| DESCRIPTION OF THE TASK |
Every word of the data must be reproduced in your reply exactly.
########################################
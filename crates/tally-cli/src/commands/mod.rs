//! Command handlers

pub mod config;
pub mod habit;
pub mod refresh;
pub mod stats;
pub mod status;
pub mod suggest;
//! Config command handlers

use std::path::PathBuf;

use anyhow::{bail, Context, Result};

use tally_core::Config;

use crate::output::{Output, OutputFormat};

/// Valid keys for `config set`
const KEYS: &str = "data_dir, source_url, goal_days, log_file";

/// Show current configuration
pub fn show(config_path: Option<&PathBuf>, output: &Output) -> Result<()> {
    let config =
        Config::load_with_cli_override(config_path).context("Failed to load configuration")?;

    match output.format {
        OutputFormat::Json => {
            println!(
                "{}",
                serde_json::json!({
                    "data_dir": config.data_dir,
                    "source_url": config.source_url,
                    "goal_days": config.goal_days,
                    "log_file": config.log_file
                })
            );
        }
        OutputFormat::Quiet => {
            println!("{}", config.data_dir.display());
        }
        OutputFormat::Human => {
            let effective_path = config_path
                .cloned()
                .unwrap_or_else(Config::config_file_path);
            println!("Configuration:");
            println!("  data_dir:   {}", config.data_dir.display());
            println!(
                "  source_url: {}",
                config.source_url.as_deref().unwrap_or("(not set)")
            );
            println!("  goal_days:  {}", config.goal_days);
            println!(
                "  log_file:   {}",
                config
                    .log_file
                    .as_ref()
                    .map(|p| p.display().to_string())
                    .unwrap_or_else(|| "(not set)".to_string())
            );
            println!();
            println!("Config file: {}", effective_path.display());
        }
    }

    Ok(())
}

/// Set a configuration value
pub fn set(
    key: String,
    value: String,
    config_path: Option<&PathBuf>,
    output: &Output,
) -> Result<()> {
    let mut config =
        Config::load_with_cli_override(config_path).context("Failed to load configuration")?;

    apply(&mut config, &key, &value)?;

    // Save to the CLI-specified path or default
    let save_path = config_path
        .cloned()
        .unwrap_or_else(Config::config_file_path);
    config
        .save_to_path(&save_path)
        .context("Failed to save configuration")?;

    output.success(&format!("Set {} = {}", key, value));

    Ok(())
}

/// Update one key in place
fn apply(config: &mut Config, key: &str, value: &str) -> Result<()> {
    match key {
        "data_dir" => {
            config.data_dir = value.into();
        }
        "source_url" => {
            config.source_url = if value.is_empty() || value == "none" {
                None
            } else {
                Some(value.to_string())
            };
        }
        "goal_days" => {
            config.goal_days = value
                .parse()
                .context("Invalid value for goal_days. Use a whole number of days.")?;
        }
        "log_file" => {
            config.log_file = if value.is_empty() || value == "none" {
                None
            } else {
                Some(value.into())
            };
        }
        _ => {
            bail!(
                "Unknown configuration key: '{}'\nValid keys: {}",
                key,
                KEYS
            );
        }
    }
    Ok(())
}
########################################
| SOLVED EXERCISE |
filename crates/tally-cli/src/commands/mod.rs
//! Command handlers

pub mod config;
pub mod habit;
pub mod refresh;
pub mod stats;
pub mod status;
pub mod suggest;
//! Config command handlers

use std::path::PathBuf;

use anyhow::{bail, Context, Result};

use tally_core::Config;

use crate::output::{Output, OutputFormat};

/// Valid keys for `config set`
const KEYS: &str = "data_dir, source_url, goal_days, log_file";

/// Show current configuration
pub fn show(config_path: Option<&PathBuf>, output: &Output) -> Result<()> {
    let config =
        Config::load_with_cli_override(config_path).context("Failed to load configuration")?;

    match output.format {
        OutputFormat::Json => {
            println!(
                "{}",
                serde_json::json!({
                    "data_dir": config.data_dir,
                    "source_url": config.source_url,
                    "goal_days": config.goal_days,
                    "log_file": config.log_file
                })
            );
        }
        OutputFormat::Quiet => {
            println!("{}", config.data_dir.display());
        }
        OutputFormat::Human => {
            let effective_path = config_path
                .cloned()
                .unwrap_or_else(Config::config_file_path);
            println!("Configuration:");
            println!("  data_dir:   {}", config.data_dir.display());
            println!(
                "  source_url: {}",
                config.source_url.as_deref().unwrap_or("(not set)")
            );
            println!("  goal_days:  {}", config.goal_days);
            println!(
                "  log_file:   {}",
                config
                    .log_file
                    .as_ref()
                    .map(|p| p.display().to_string())
                    .unwrap_or_else(|| "(not set)".to_string())
            );
            println!();
            println!("Config file: {}", effective_path.display());
        }
    }

    Ok(())
}

/// Set a configuration value
pub fn set(
    key: String,
    value: String,
    config_path: Option<&PathBuf>,
    output: &Output,
) -> Result<()> {
    let mut config =
        Config::load_with_cli_override(config_path).context("Failed to load configuration")?;

    apply(&mut config, &key, &value)?;

    // Save to the CLI-specified path or default
    let save_path = config_path
        .cloned()
        .unwrap_or_else(Config::config_file_path);
    config
        .save_to_path(&save_path)
        .context("Failed to save configuration")?;

    output.success(&format!("Set {} = {}", key, value));

    Ok(())
}

/// Update one key in place
fn apply(config: &mut Config, key: &str, value: &str) -> Result<()> {
    match key {
        "data_dir" => {
            config.data_dir = value.into();
        }
        "source_url" => {
            config.source_url = if value.is_empty() || value == "none" {
                None
            } else {
                Some(value.to_string())
            };
        }
        "goal_days" => {
            config.goal_days = value
                .parse()
                .context("Invalid value for goal_days. Use a whole number of days.")?;
        }
        "log_file" => {
            config.log_file = if value.is_empty() || value == "none" {
                None
            } else {
                Some(value.into())
            };
        }
        _ => {
            bail!(
                "Unknown configuration key: '{}'\nValid keys: {}",
                key,
                KEYS
            );
        }
    }
    Ok(())
}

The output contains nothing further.